HIV-positive women are at a higher risk of developing and are advised to undergo very frequent screening tests.
Researchers examined whether cervical cancer screening could be reduced in HIV-positive women who have a normal Pap test and a negative test for HPV. They say women with a normal Pap test and no evidence of cervical HPV infection, the risk of cervical precancer or cancer is likely to be very low for several years regardless of HIV status.
Howard Strickler, professor of epidemiology and population health at Einstein and senior author of the study, presented the findings at the International AIDS Conference.
"It is widely thought that before cervical precancer or cervical cancer can develop, there must be persistent infection by a cancer-associated HPV, as well as the accumulation of additional genetic changes over time," Strickler said.
Researchers analyzed data on 420 HIV-positive and 279 HIV-negative women.
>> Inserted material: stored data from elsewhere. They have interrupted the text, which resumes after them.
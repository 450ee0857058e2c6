//! The note search language: parsing query text and compiling it to SQL.

pub mod compiler;
pub mod query;

pub use compiler::CompiledQuery;
pub use query::{NoteSearchQuery, NumericFilter, TextFilter};
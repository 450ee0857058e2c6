use serde::{Deserialize, Serialize};

/// A container of notes, either in the user's own account or inside a
/// linked (shared) notebook.
///
/// `is_default` and `is_last_used` are account-wide singletons: at most one
/// notebook may carry each flag.
#[derive(Debug, Clone, Default, PartialEq, Serialize, Deserialize)]
#[serde(rename_all = "camelCase")]
pub struct Notebook {
    pub local_id: String,
    pub guid: Option<String>,
    pub linked_notebook_guid: Option<String>,
    pub update_sequence_number: Option<i32>,
    pub name: Option<String>,
    pub creation_timestamp: Option<i64>,
    pub modification_timestamp: Option<i64>,
    pub is_default: bool,
    pub is_last_used: bool,
    pub publishing: Option<Publishing>,
    pub published: Option<bool>,
    pub stack: Option<String>,
    pub business_notebook: Option<BusinessNotebook>,
    pub contact_id: Option<i64>,
    pub recipient_settings: Option<NotebookRecipientSettings>,
    pub restrictions: Option<NotebookRestrictions>,
    pub shared_notebooks: Vec<SharedNotebook>,
    pub is_dirty: bool,
    pub is_local: bool,
    pub is_favorited: bool,
}

impl Notebook {
    /// Creates a local, dirty notebook with a fresh local id.
    pub fn new(name: impl Into<String>) -> Self {
        Self {
            local_id: crate::core::identity::new_local_id(),
            name: Some(name.into()),
            is_dirty: true,
            ..Default::default()
        }
    }
}

#[derive(Debug, Clone, Default, PartialEq, Serialize, Deserialize)]
#[serde(rename_all = "camelCase")]
pub struct Publishing {
    pub uri: Option<String>,
    pub order: Option<i32>,
    pub ascending: Option<bool>,
    pub public_description: Option<String>,
}

#[derive(Debug, Clone, Default, PartialEq, Serialize, Deserialize)]
#[serde(rename_all = "camelCase")]
pub struct BusinessNotebook {
    pub notebook_description: Option<String>,
    pub privilege: Option<i32>,
    pub recommended: Option<bool>,
}

#[derive(Debug, Clone, Default, PartialEq, Serialize, Deserialize)]
#[serde(rename_all = "camelCase")]
pub struct NotebookRecipientSettings {
    pub reminder_notify_email: Option<bool>,
    pub reminder_notify_in_app: Option<bool>,
    pub in_my_list: Option<bool>,
    pub stack: Option<String>,
}

#[derive(Debug, Clone, Default, PartialEq, Serialize, Deserialize)]
#[serde(rename_all = "camelCase")]
pub struct NotebookRestrictions {
    pub no_read_notes: Option<bool>,
    pub no_create_notes: Option<bool>,
    pub no_update_notes: Option<bool>,
    pub no_expunge_notes: Option<bool>,
    pub no_share_notes: Option<bool>,
    pub no_email_notes: Option<bool>,
    pub no_send_message_to_recipients: Option<bool>,
    pub no_update_notebook: Option<bool>,
    pub no_expunge_notebook: Option<bool>,
    pub no_set_default_notebook: Option<bool>,
    pub no_set_notebook_stack: Option<bool>,
    pub no_publish_to_public: Option<bool>,
    pub no_publish_to_business_library: Option<bool>,
    pub no_create_tags: Option<bool>,
    pub no_update_tags: Option<bool>,
    pub no_expunge_tags: Option<bool>,
    pub no_set_parent_tag: Option<bool>,
    pub no_create_shared_notebooks: Option<bool>,
    pub update_which_shared_notebook_restrictions: Option<i32>,
    pub expunge_which_shared_notebook_restrictions: Option<i32>,
}

/// One share of a notebook with another user.
///
/// Shares are only stored for notebooks that carry a guid; their order within
/// the notebook is kept in `index_in_notebook`.
#[derive(Debug, Clone, Default, PartialEq, Serialize, Deserialize)]
#[serde(rename_all = "camelCase")]
pub struct SharedNotebook {
    pub id: i64,
    pub user_id: Option<i32>,
    pub notebook_guid: Option<String>,
    pub email: Option<String>,
    pub creation_timestamp: Option<i64>,
    pub modification_timestamp: Option<i64>,
    pub global_id: Option<String>,
    pub username: Option<String>,
    pub privilege: Option<i32>,
    pub reminder_notify_email: Option<bool>,
    pub reminder_notify_in_app: Option<bool>,
    pub sharer_user_id: Option<i32>,
    pub recipient_username: Option<String>,
    pub recipient_user_id: Option<i32>,
    pub recipient_identity_id: Option<i64>,
    pub assignment_timestamp: Option<i64>,
    pub index_in_notebook: Option<i32>,
}
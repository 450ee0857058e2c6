//! Text derivations stored alongside notes for search.
//!
//! Note content is ENML-like markup. On write the engine stores a plain-text
//! rendering and a flattened list of words (both lower-cased and stripped of
//! diacritics) plus three flags describing the markup. Search terms go
//! through the same normalization so they compare equal to indexed text.

use std::sync::LazyLock;

use regex::Regex;

static TAG_RE: LazyLock<Regex> = LazyLock::new(|| Regex::new(r"(?s)<[^>]*>").expect("hardcoded tag regex"));
static BLOCK_RE: LazyLock<Regex> = LazyLock::new(|| {
    Regex::new(r"(?i)</?(div|p|br|li|ul|ol|tr|td|th|h[1-6]|blockquote|pre|hr|table)\b[^>]*>")
        .expect("hardcoded block regex")
});
static ENCRYPT_RE: LazyLock<Regex> =
    LazyLock::new(|| Regex::new(r"(?is)<en-crypt\b[^>]*>.*?</en-crypt>").expect("hardcoded en-crypt regex"));
static TODO_RE: LazyLock<Regex> =
    LazyLock::new(|| Regex::new(r"(?i)<en-todo\b([^>]*)/?>").expect("hardcoded en-todo regex"));
static CHECKED_RE: LazyLock<Regex> = LazyLock::new(|| {
    Regex::new(r#"(?i)checked\s*=\s*["']true["']"#).expect("hardcoded checked regex")
});
static RECO_ITEM_RE: LazyLock<Regex> =
    LazyLock::new(|| Regex::new(r"(?s)<t\b[^>]*>(.*?)</t>").expect("hardcoded recognition regex"));
static ENTITY_RE: LazyLock<Regex> =
    LazyLock::new(|| Regex::new(r"&(#[0-9]+|#[xX][0-9a-fA-F]+|[a-zA-Z]+);").expect("hardcoded entity regex"));
static SPACE_RE: LazyLock<Regex> = LazyLock::new(|| Regex::new(r"\s+").expect("hardcoded space regex"));

/// Markup-derived flags stored on the note row.
#[derive(Debug, Clone, Copy, Default, PartialEq, Eq)]
pub struct ContentFlags {
    pub finished_todo: bool,
    pub unfinished_todo: bool,
    pub encryption: bool,
}

/// Search-side projections of a note's content.
#[derive(Debug, Clone, Default, PartialEq, Eq)]
pub struct DerivedContent {
    pub plain_text: String,
    pub list_of_words: String,
    pub flags: ContentFlags,
}

/// Builds every derived projection of `content` at once.
pub fn derive_content(content: &str) -> DerivedContent {
    let plain = normalize(&plain_text(content));
    DerivedContent {
        list_of_words: list_of_words(&plain),
        plain_text: plain,
        flags: content_flags(content),
    }
}

pub fn content_flags(content: &str) -> ContentFlags {
    let mut flags = ContentFlags {
        encryption: ENCRYPT_RE.is_match(content),
        ..ContentFlags::default()
    };
    for caps in TODO_RE.captures_iter(content) {
        let attrs = caps.get(1).map_or("", |m| m.as_str());
        if CHECKED_RE.is_match(attrs) {
            flags.finished_todo = true;
        } else {
            flags.unfinished_todo = true;
        }
    }
    flags
}

/// Renders markup as plain text: encrypted sections are dropped, block
/// elements become line breaks, entities are decoded.
pub fn plain_text(content: &str) -> String {
    let without_crypt = ENCRYPT_RE.replace_all(content, " ");
    let with_breaks = BLOCK_RE.replace_all(&without_crypt, "\n");
    let stripped = TAG_RE.replace_all(&with_breaks, "");
    let decoded = decode_entities(&stripped);
    decoded
        .lines()
        .map(str::trim)
        .filter(|l| !l.is_empty())
        .collect::<Vec<_>>()
        .join("\n")
}

/// Joins the words of already normalized text with single spaces,
/// punctuation removed.
pub fn list_of_words(text: &str) -> String {
    let cleaned: String = text
        .chars()
        .map(|c| if c.is_alphanumeric() { c } else { ' ' })
        .collect();
    SPACE_RE.replace_all(cleaned.trim(), " ").into_owned()
}

/// Extracts the recognized words of a resource's recognition document as
/// one space separated, normalized string.
pub fn recognition_text(recognition: &[u8]) -> Option<String> {
    let doc = String::from_utf8_lossy(recognition);
    let items: Vec<String> = RECO_ITEM_RE
        .captures_iter(&doc)
        .filter_map(|c| c.get(1))
        .map(|m| normalize(&decode_entities(m.as_str())))
        .filter(|s| !s.is_empty())
        .collect();
    if items.is_empty() {
        None
    } else {
        Some(items.join(" "))
    }
}

/// Lower-cases and strips diacritics.
pub fn normalize(text: &str) -> String {
    text.chars()
        .flat_map(char::to_lowercase)
        .map(fold_diacritic)
        .collect()
}

/// Normalizes a search term: case and diacritics as [`normalize`], and every
/// punctuation character except the `*` wildcard dropped.
pub fn normalize_search_term(term: &str) -> String {
    let folded = normalize(term);
    let kept: String = folded
        .chars()
        .filter(|c| c.is_alphanumeric() || c.is_whitespace() || *c == '*')
        .collect();
    SPACE_RE.replace_all(kept.trim(), " ").into_owned()
}

fn decode_entities(text: &str) -> String {
    ENTITY_RE
        .replace_all(text, |caps: &regex::Captures<'_>| {
            let body = &caps[1];
            let decoded = if let Some(hex) = body.strip_prefix("#x").or_else(|| body.strip_prefix("#X")) {
                u32::from_str_radix(hex, 16).ok().and_then(char::from_u32)
            } else if let Some(dec) = body.strip_prefix('#') {
                dec.parse::<u32>().ok().and_then(char::from_u32)
            } else {
                match body {
                    "amp" => Some('&'),
                    "lt" => Some('<'),
                    "gt" => Some('>'),
                    "quot" => Some('"'),
                    "apos" => Some('\''),
                    "nbsp" => Some(' '),
                    _ => None,
                }
            };
            decoded.map_or_else(|| caps[0].to_string(), String::from)
        })
        .into_owned()
}

/// Maps a lower-case Latin letter with a diacritic to its base letter.
fn fold_diacritic(c: char) -> char {
    match c {
        'à' | 'á' | 'â' | 'ã' | 'ä' | 'å' | 'ā' | 'ă' | 'ą' => 'a',
        'ç' | 'ć' | 'ĉ' | 'ċ' | 'č' => 'c',
        'ď' | 'đ' => 'd',
        'è' | 'é' | 'ê' | 'ë' | 'ē' | 'ĕ' | 'ė' | 'ę' | 'ě' => 'e',
        'ĝ' | 'ğ' | 'ġ' | 'ģ' => 'g',
        'ĥ' | 'ħ' => 'h',
        'ì' | 'í' | 'î' | 'ï' | 'ĩ' | 'ī' | 'ĭ' | 'į' | 'ı' => 'i',
        'ĵ' => 'j',
        'ķ' => 'k',
        'ĺ' | 'ļ' | 'ľ' | 'ŀ' | 'ł' => 'l',
        'ñ' | 'ń' | 'ņ' | 'ň' => 'n',
        'ò' | 'ó' | 'ô' | 'õ' | 'ö' | 'ø' | 'ō' | 'ŏ' | 'ő' => 'o',
        'ŕ' | 'ŗ' | 'ř' => 'r',
        'ś' | 'ŝ' | 'ş' | 'š' => 's',
        'ţ' | 'ť' | 'ŧ' => 't',
        'ù' | 'ú' | 'û' | 'ü' | 'ũ' | 'ū' | 'ŭ' | 'ů' | 'ű' | 'ų' => 'u',
        'ŵ' => 'w',
        'ý' | 'ÿ' | 'ŷ' => 'y',
        'ź' | 'ż' | 'ž' => 'z',
        'й' => 'и',
        'ё' => 'е',
        other => other,
    }
}

#[cfg(test)]
mod tests {
    use super::*;

    const CONTENT: &str = r#"<?xml version="1.0" encoding="UTF-8"?>
<en-note><div>Café <b>Déjà</b> vu&amp;more</div><div><en-todo checked="true"/>done</div>
<div><en-todo/>pending</div></en-note>"#;

    #[test]
    fn test_plain_text_strips_markup() {
        let text = plain_text(CONTENT);
        assert!(text.contains("Café Déjà vu&more"));
        assert!(text.contains("done"));
        assert!(!text.contains('<'));
    }

    #[test]
    fn test_derive_content_normalizes() {
        let derived = derive_content(CONTENT);
        assert!(derived.plain_text.contains("cafe deja vu&more"));
        assert_eq!(
            derived.list_of_words,
            "cafe deja vu more done pending"
        );
        assert!(derived.flags.finished_todo);
        assert!(derived.flags.unfinished_todo);
        assert!(!derived.flags.encryption);
    }

    #[test]
    fn test_encrypted_section_is_flagged_and_dropped() {
        let content = "<en-note>visible<en-crypt hint=\"x\">c2VjcmV0</en-crypt></en-note>";
        let derived = derive_content(content);
        assert!(derived.flags.encryption);
        assert_eq!(derived.plain_text, "visible");
    }

    #[test]
    fn test_normalize_search_term_keeps_wildcard() {
        assert_eq!(normalize_search_term("Résumé*!"), "resume*");
        assert_eq!(normalize_search_term("\"New  York\""), "new york");
    }

    #[test]
    fn test_recognition_text() {
        let reco = r#"<recoIndex><item><t w="87">Invoice</t><t w="12">lnvoice</t></item><item><t w="50">Öl</t></item></recoIndex>"#;
        assert_eq!(
            recognition_text(reco.as_bytes()).as_deref(),
            Some("invoice lnvoice ol")
        );
        assert_eq!(recognition_text(b"<recoIndex/>"), None);
    }
}
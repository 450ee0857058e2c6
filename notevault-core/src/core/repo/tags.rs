use std::collections::{HashSet, VecDeque};

use rusqlite::types::Value;
use rusqlite::{named_params, OptionalExtension, Row};

use super::{Repo, StoredEntity};
use crate::core::error::{Context, Result, StorageError};
use crate::core::identity::{reconcile, resolve_pair, IdentityTable, WriteIntent};
use crate::core::model::{LinkedNotebookScope, ListParams, Tag, TagKey, TagOrder};
use crate::core::statements::CachedStatement;
use crate::core::validation::check_tag;

pub(crate) fn linked_notebook_scope_clause(
    scope: &LinkedNotebookScope,
) -> Option<(String, Vec<Value>)> {
    match scope {
        LinkedNotebookScope::Any => None,
        LinkedNotebookScope::OwnAccount => Some(("linkedNotebookGuid IS NULL".into(), vec![])),
        LinkedNotebookScope::Linked(guid) => Some((
            "linkedNotebookGuid = ?".into(),
            vec![Value::Text(guid.clone())],
        )),
    }
}

impl StoredEntity for Tag {
    const IDENTITY: IdentityTable = IdentityTable::TAG;

    fn from_row(row: &Row<'_>) -> rusqlite::Result<Self> {
        Ok(Tag {
            local_id: row.get("localUid")?,
            guid: row.get("guid")?,
            linked_notebook_guid: row.get("linkedNotebookGuid")?,
            update_sequence_number: row.get("updateSequenceNumber")?,
            name: row.get("name")?,
            parent_guid: row.get("parentGuid")?,
            parent_local_id: row.get("parentLocalUid")?,
            is_dirty: row.get("isDirty")?,
            is_local: row.get("isLocal")?,
            is_favorited: row.get("isFavorited")?,
        })
    }

    fn linked_notebook_clause(scope: &LinkedNotebookScope) -> Option<(String, Vec<Value>)> {
        linked_notebook_scope_clause(scope)
    }
}

impl Repo<'_> {
    /// Fails when `parent_local_id` is `local_id` itself or one of its
    /// descendants.
    fn check_not_descendant(&self, local_id: &str, parent_local_id: &str) -> Result<()> {
        let mut seen = HashSet::new();
        let mut current = Some(parent_local_id.to_string());
        while let Some(id) = current {
            if id == local_id {
                return Err(StorageError::validation(format!(
                    "tag {local_id} can't be its own ancestor"
                )));
            }
            if !seen.insert(id.clone()) {
                break;
            }
            current = self
                .conn
                .query_row(
                    "SELECT parentLocalUid FROM Tags WHERE localUid = ?1",
                    [&id],
                    |row| row.get::<_, Option<String>>(0),
                )
                .optional()
                .context("can't check tag ancestry")?
                .flatten();
        }
        Ok(())
    }

    /// Writes a tag, resolving whichever parent key is missing.
    ///
    /// Returns the tag as stored: final local id and both parent keys.
    pub fn put_tag(&self, tag: &Tag, intent: WriteIntent) -> Result<Tag> {
        check_tag(tag)?;
        let local_id = reconcile(
            self.conn,
            IdentityTable::TAG,
            intent,
            &tag.local_id,
            tag.guid.as_deref(),
        )?;

        let (parent_local_id, parent_guid) =
            if tag.parent_local_id.is_some() || tag.parent_guid.is_some() {
                let (l, g) = resolve_pair(
                    self.conn,
                    IdentityTable::TAG,
                    tag.parent_local_id.as_deref(),
                    tag.parent_guid.as_deref(),
                )?;
                self.check_not_descendant(&local_id, &l)?;
                (Some(l), g)
            } else {
                (None, None)
            };

        let name = tag.name.as_deref().unwrap_or_default();
        let name_lower = name.to_lowercase();
        let holder: Option<String> = self
            .conn
            .query_row(
                "SELECT localUid FROM Tags WHERE nameLower = ?1 \
                 AND COALESCE(linkedNotebookGuid, '') = COALESCE(?2, '')",
                rusqlite::params![name_lower, tag.linked_notebook_guid],
                |row| row.get(0),
            )
            .optional()
            .context("can't check tag name")?;
        if holder.is_some_and(|h| h != local_id) {
            return Err(StorageError::already_exists("Tag", name));
        }

        let statement = match intent {
            WriteIntent::Add => CachedStatement::InsertTag,
            WriteIntent::Update => CachedStatement::UpdateTag,
        };
        self.stmts
            .prepare(self.conn, statement)?
            .execute(named_params! {
                ":localUid": local_id,
                ":guid": tag.guid,
                ":linkedNotebookGuid": tag.linked_notebook_guid,
                ":updateSequenceNumber": tag.update_sequence_number,
                ":name": name,
                ":nameLower": name_lower,
                ":parentGuid": parent_guid,
                ":parentLocalUid": parent_local_id,
                ":isDirty": tag.is_dirty,
                ":isLocal": tag.is_local,
                ":isFavorited": tag.is_favorited,
            })
            .context("can't write tag")?;

        Ok(Tag {
            local_id,
            parent_local_id,
            parent_guid,
            ..tag.clone()
        })
    }

    pub fn find_tag(&self, key: &TagKey) -> Result<Option<Tag>> {
        match key {
            TagKey::LocalId(id) => self.find_by_local_id(id),
            TagKey::Guid(guid) => self.find_by_guid(guid),
            TagKey::Name {
                name,
                linked_notebook_guid,
            } => self
                .conn
                .query_row(
                    "SELECT * FROM Tags WHERE nameLower = ?1 \
                     AND COALESCE(linkedNotebookGuid, '') = COALESCE(?2, '')",
                    rusqlite::params![name.to_lowercase(), linked_notebook_guid],
                    Tag::from_row,
                )
                .optional()
                .context("can't find tag by name"),
        }
    }

    /// Tags linked to one note, in the listing's order.
    pub fn list_tags_per_note(
        &self,
        note_local_id: &str,
        params: &ListParams<TagOrder>,
    ) -> Result<Vec<Tag>> {
        self.list_rows(
            params,
            Some((
                "localUid IN (SELECT localTag FROM NoteTags WHERE localNote = ?)",
                vec![Value::Text(note_local_id.to_string())],
            )),
        )
    }

    /// Resolves tag names (case-insensitive) to local ids; unknown names are
    /// skipped.
    pub fn tag_local_ids_by_names(&self, names: &[String]) -> Result<Vec<String>> {
        let mut stmt = self
            .conn
            .prepare_cached("SELECT localUid FROM Tags WHERE nameLower = ?1")
            .context("can't resolve tag names")?;
        let mut ids = Vec::new();
        for name in names {
            let found = stmt
                .query_map([name.to_lowercase()], |row| row.get::<_, String>(0))
                .context("can't resolve tag names")?
                .collect::<std::result::Result<Vec<_>, _>>()
                .context("can't resolve tag names")?;
            ids.extend(found);
        }
        ids.sort();
        ids.dedup();
        Ok(ids)
    }

    /// Deletes a tag and its whole subtree.
    ///
    /// Returns the local ids of all deleted tags, the root first. Parent links
    /// are cut before deleting, so a cycle left behind by older data is
    /// removed as a whole.
    pub fn expunge_tag(&self, local_id: &str) -> Result<Vec<String>> {
        if !IdentityTable::TAG.exists(self.conn, local_id)? {
            return Err(StorageError::not_found("Tag", local_id));
        }

        let mut affected = vec![local_id.to_string()];
        let mut seen: HashSet<String> = affected.iter().cloned().collect();
        let mut queue = VecDeque::from([local_id.to_string()]);
        let mut children = self
            .conn
            .prepare_cached("SELECT localUid FROM Tags WHERE parentLocalUid = ?1")
            .context("can't collect child tags")?;
        while let Some(id) = queue.pop_front() {
            let child_ids = children
                .query_map([&id], |row| row.get::<_, String>(0))
                .context("can't collect child tags")?
                .collect::<std::result::Result<Vec<_>, _>>()
                .context("can't collect child tags")?;
            for child_id in child_ids {
                if seen.insert(child_id.clone()) {
                    affected.push(child_id.clone());
                    queue.push_back(child_id);
                }
            }
        }

        for id in &affected {
            self.conn
                .execute(
                    "UPDATE Tags SET parentLocalUid = NULL, parentGuid = NULL WHERE localUid = ?1",
                    [id],
                )
                .context("can't detach tag")?;
        }
        for id in affected.iter().rev() {
            self.conn
                .execute("DELETE FROM Tags WHERE localUid = ?1", [id])
                .context("can't expunge tag")?;
        }
        Ok(affected)
    }

    /// Deletes tags from linked notebooks that no note references anymore.
    ///
    /// Surviving children of a deleted tag are detached from it.
    pub fn expunge_noteless_linked_tags(&self) -> Result<Vec<String>> {
        let mut stmt = self
            .conn
            .prepare(
                "SELECT localUid FROM Tags WHERE linkedNotebookGuid IS NOT NULL \
                 AND localUid NOT IN (SELECT DISTINCT localTag FROM NoteTags)",
            )
            .context("can't collect noteless tags")?;
        let ids: Vec<String> = stmt
            .query_map([], |row| row.get(0))
            .context("can't collect noteless tags")?
            .collect::<std::result::Result<Vec<_>, _>>()
            .context("can't collect noteless tags")?;

        for id in &ids {
            self.conn
                .execute(
                    "UPDATE Tags SET parentLocalUid = NULL, parentGuid = NULL \
                     WHERE parentLocalUid = ?1",
                    [id],
                )
                .context("can't detach child tags")?;
        }
        for id in &ids {
            self.conn
                .execute("DELETE FROM Tags WHERE localUid = ?1", [id])
                .context("can't expunge noteless tag")?;
        }
        Ok(ids)
    }
}
impl Repo<'_> {
    /// Local ids of the notes matching `query`, in no particular order.
    pub fn find_note_local_ids_with_search_query(&self, query: &NoteSearchQuery) -> Result<Vec<String>> {
        let Some(compiled) = compile_note_search(self, query)? else {
            return Ok(Vec::new());
        };
        let mut stmt = self
            .conn
            .prepare(&compiled.sql)
            .context("can't prepare note search")?;
        let ids = stmt
            .query_map(params_from_iter(compiled.params.iter()), |row| row.get(0))
            .context("can't run note search")?
            .collect::<std::result::Result<Vec<String>, _>>()
            .context("can't run note search")?;
        Ok(ids)
    }

    /// Notes matching `query`, listed with `params`.
    pub fn find_notes_with_search_query(
        &self,
        query: &NoteSearchQuery,
        params: &ListParams<NoteOrder>,
        options: GetNoteOptions,
    ) -> Result<Vec<Note>> {
        let Some(compiled) = compile_note_search(self, query)? else {
            return Ok(Vec::new());
        };
        let clause = format!("localUid IN ({})", compiled.sql);
        self.list_notes(params, options, Some((&clause, compiled.params)))
    }
}
use serde::{Deserialize, Serialize};

/// An account owner or a contact referenced by a shared notebook.
///
/// Users are keyed by their numeric service id rather than by a local id.
#[derive(Debug, Clone, Default, PartialEq, Serialize, Deserialize)]
#[serde(rename_all = "camelCase")]
pub struct User {
    pub id: i64,
    pub username: Option<String>,
    pub email: Option<String>,
    pub name: Option<String>,
    pub timezone: Option<String>,
    pub privilege: Option<i32>,
    pub service_level: Option<i32>,
    pub creation_timestamp: Option<i64>,
    pub modification_timestamp: Option<i64>,
    pub deletion_timestamp: Option<i64>,
    pub active: Option<bool>,
    pub shard_id: Option<String>,
    pub photo_url: Option<String>,
    pub photo_last_update_timestamp: Option<i64>,
    pub attributes: Option<UserAttributes>,
    pub accounting: Option<Accounting>,
    pub account_limits: Option<AccountLimits>,
    pub business_user_info: Option<BusinessUserInfo>,
    pub is_dirty: bool,
    pub is_local: bool,
}

#[derive(Debug, Clone, Default, PartialEq, Serialize, Deserialize)]
#[serde(rename_all = "camelCase")]
pub struct UserAttributes {
    pub default_location_name: Option<String>,
    pub default_latitude: Option<f64>,
    pub default_longitude: Option<f64>,
    pub preactivation: Option<bool>,
    pub viewed_promotions: Vec<String>,
    pub incoming_email_address: Option<String>,
    pub recent_mailed_addresses: Vec<String>,
    pub comments: Option<String>,
    pub date_agreed_to_terms_of_service: Option<i64>,
    pub max_referrals: Option<i32>,
    pub referral_count: Option<i32>,
    pub referer_code: Option<String>,
    pub sent_email_date: Option<i64>,
    pub sent_email_count: Option<i32>,
    pub daily_email_limit: Option<i32>,
    pub email_opt_out_date: Option<i64>,
    pub partner_email_opt_in_date: Option<i64>,
    pub preferred_language: Option<String>,
    pub preferred_country: Option<String>,
    pub clip_full_page: Option<bool>,
    pub twitter_user_name: Option<String>,
    pub twitter_id: Option<String>,
    pub group_name: Option<String>,
    pub recognition_language: Option<String>,
    pub referral_proof: Option<String>,
    pub educational_discount: Option<bool>,
    pub business_address: Option<String>,
    pub hide_sponsor_billing: Option<bool>,
    pub use_email_auto_filing: Option<bool>,
    pub reminder_email_config: Option<i32>,
    pub email_address_last_confirmed: Option<i64>,
    pub password_updated: Option<i64>,
    pub salesforce_push_enabled: Option<bool>,
    pub should_log_client_event: Option<bool>,
}

#[derive(Debug, Clone, Default, PartialEq, Serialize, Deserialize)]
#[serde(rename_all = "camelCase")]
pub struct Accounting {
    pub upload_limit_end: Option<i64>,
    pub upload_limit_next_month: Option<i64>,
    pub premium_service_status: Option<i32>,
    pub premium_order_number: Option<String>,
    pub premium_commerce_service: Option<String>,
    pub premium_service_start: Option<i64>,
    pub premium_service_sku: Option<String>,
    pub last_successful_charge: Option<i64>,
    pub last_failed_charge: Option<i64>,
    pub last_failed_charge_reason: Option<String>,
    pub next_payment_due: Option<i64>,
    pub premium_lock_until: Option<i64>,
    pub updated: Option<i64>,
    pub premium_subscription_number: Option<String>,
    pub last_requested_charge: Option<i64>,
    pub currency: Option<String>,
    pub unit_price: Option<i32>,
    pub unit_discount: Option<i32>,
    pub next_charge_date: Option<i64>,
    pub available_points: Option<i32>,
}

#[derive(Debug, Clone, Default, PartialEq, Serialize, Deserialize)]
#[serde(rename_all = "camelCase")]
pub struct AccountLimits {
    pub user_mail_limit_daily: Option<i32>,
    pub note_size_max: Option<i64>,
    pub resource_size_max: Option<i64>,
    pub user_linked_notebook_max: Option<i32>,
    pub upload_limit: Option<i64>,
    pub user_note_count_max: Option<i32>,
    pub user_notebook_count_max: Option<i32>,
    pub user_tag_count_max: Option<i32>,
    pub note_tag_count_max: Option<i32>,
    pub user_saved_searches_max: Option<i32>,
    pub note_resource_count_max: Option<i32>,
}

#[derive(Debug, Clone, Default, PartialEq, Serialize, Deserialize)]
#[serde(rename_all = "camelCase")]
pub struct BusinessUserInfo {
    pub business_id: Option<i32>,
    pub business_name: Option<String>,
    pub role: Option<i32>,
    pub email: Option<String>,
}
The women were given a normal Pap test and tested negative for the cancer-related HPV types at the beginning of the study. The women's rates of cervical precancer and cancer were measured after three- and five-years of follow-up.
Lead author and associate professor of medicine and of obstetrics at Einstein Marla Keller said the results provide new possibilities.
"Overall, few cases of cervical precancer would have gone undiagnosed if the HIV-positive women did not have any additional Pap tests during the five years following enrollment - no more than in the HIV-negative group," Keller said. "Thus, these data raise the possibility that HPV and Pap co-testing could be used to reduce the burden of frequent Pap tests and, by extension, unnecessary biopsies in HIV-positive women who are in long-term clinical follow-up."
As of 2009, 1.2 million people age 13 and older were living with HIV in the United States, according to the U.S. Centers for Disease Control and Prevention. Women accounted for about one-quarter of those infected.
In March 2012, the United States Preventive Services Task Force revised its cervical cancer screening guidelines for HIV-negative women aged 30 or older to once every five years from once every three years provided they have a normal Pap smear test and a negative test for human papillomavirus (HPV), the virus mainly responsible for cervical cancer. The Pap test detects precancerous or cancerous changes in the cervical lining and the HPV test detects cancer-associated types of the virus.
But those guidelines did not update screening recommendations for HIV-positive women. Current recommendations for HIV-positive women are to have two Pap tests, at six-month intervals, in the first year following diagnosis of HIV and, if normal, on an annual basis from then on. HPV testing is not currently recommended for HIV-positive women.
The findings will be published in the July 25 issue of the Journal of the American Medical Association (JAMA), a theme issue on HIV/AIDS.